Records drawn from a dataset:
········

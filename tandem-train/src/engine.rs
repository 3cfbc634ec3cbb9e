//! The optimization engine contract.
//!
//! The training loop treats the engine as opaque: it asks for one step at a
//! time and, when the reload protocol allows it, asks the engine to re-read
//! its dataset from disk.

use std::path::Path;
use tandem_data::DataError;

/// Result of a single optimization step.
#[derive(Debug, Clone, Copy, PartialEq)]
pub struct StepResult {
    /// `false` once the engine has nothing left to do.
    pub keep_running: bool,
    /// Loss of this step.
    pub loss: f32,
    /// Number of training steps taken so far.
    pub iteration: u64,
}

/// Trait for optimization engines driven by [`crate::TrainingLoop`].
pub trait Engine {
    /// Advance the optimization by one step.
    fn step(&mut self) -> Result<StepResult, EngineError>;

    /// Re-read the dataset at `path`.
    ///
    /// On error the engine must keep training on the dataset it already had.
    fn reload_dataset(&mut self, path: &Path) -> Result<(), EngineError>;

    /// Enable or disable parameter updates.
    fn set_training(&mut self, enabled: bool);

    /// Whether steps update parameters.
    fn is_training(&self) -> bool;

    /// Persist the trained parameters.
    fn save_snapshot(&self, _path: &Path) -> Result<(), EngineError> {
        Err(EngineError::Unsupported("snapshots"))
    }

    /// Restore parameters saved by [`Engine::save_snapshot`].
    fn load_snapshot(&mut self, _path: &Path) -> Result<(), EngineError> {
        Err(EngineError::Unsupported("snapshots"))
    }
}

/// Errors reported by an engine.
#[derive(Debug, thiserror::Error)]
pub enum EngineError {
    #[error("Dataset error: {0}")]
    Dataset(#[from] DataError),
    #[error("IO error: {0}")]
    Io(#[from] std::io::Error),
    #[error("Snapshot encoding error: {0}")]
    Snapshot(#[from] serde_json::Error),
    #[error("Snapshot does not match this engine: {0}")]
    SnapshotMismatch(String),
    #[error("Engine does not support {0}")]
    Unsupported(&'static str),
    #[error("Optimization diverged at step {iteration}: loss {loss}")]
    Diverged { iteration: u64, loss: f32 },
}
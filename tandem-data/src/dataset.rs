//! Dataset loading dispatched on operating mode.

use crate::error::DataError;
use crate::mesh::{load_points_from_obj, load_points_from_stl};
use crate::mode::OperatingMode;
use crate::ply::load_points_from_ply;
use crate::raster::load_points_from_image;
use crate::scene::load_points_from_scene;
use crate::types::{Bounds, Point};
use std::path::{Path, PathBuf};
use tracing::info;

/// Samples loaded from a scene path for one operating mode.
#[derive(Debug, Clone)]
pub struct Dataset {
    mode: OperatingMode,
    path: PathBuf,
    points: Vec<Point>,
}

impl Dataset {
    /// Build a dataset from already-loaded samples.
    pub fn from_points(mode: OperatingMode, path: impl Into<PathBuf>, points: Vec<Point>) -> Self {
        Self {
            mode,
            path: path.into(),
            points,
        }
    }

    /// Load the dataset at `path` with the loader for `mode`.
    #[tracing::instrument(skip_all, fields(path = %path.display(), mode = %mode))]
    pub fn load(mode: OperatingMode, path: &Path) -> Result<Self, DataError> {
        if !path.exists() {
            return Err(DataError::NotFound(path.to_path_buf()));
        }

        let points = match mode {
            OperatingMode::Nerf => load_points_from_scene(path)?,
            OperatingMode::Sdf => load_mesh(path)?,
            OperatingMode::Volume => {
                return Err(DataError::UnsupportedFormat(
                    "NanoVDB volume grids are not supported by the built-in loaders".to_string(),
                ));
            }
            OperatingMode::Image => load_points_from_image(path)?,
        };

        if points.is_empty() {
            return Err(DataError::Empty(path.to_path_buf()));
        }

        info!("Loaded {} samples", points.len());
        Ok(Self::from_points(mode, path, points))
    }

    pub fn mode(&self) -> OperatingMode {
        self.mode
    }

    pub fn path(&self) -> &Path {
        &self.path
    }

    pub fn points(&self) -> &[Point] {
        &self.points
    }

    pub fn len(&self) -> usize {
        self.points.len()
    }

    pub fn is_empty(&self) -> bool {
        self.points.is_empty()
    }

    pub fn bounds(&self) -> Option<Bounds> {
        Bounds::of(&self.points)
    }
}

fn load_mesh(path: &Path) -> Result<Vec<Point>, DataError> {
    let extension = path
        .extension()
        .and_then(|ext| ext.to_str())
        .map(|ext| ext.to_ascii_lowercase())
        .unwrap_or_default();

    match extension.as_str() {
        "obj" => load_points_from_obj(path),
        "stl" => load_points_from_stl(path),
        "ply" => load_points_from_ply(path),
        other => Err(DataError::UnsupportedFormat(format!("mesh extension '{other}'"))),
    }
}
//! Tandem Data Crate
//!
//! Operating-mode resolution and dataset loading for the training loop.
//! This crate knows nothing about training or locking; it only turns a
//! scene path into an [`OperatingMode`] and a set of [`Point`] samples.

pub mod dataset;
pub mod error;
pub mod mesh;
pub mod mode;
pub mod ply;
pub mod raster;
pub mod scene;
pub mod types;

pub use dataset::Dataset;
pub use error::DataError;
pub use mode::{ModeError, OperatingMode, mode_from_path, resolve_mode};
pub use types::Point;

········

*Task description*: Report how many lines of the preceding records include "impl". Output the number only.

*Your solution*: 2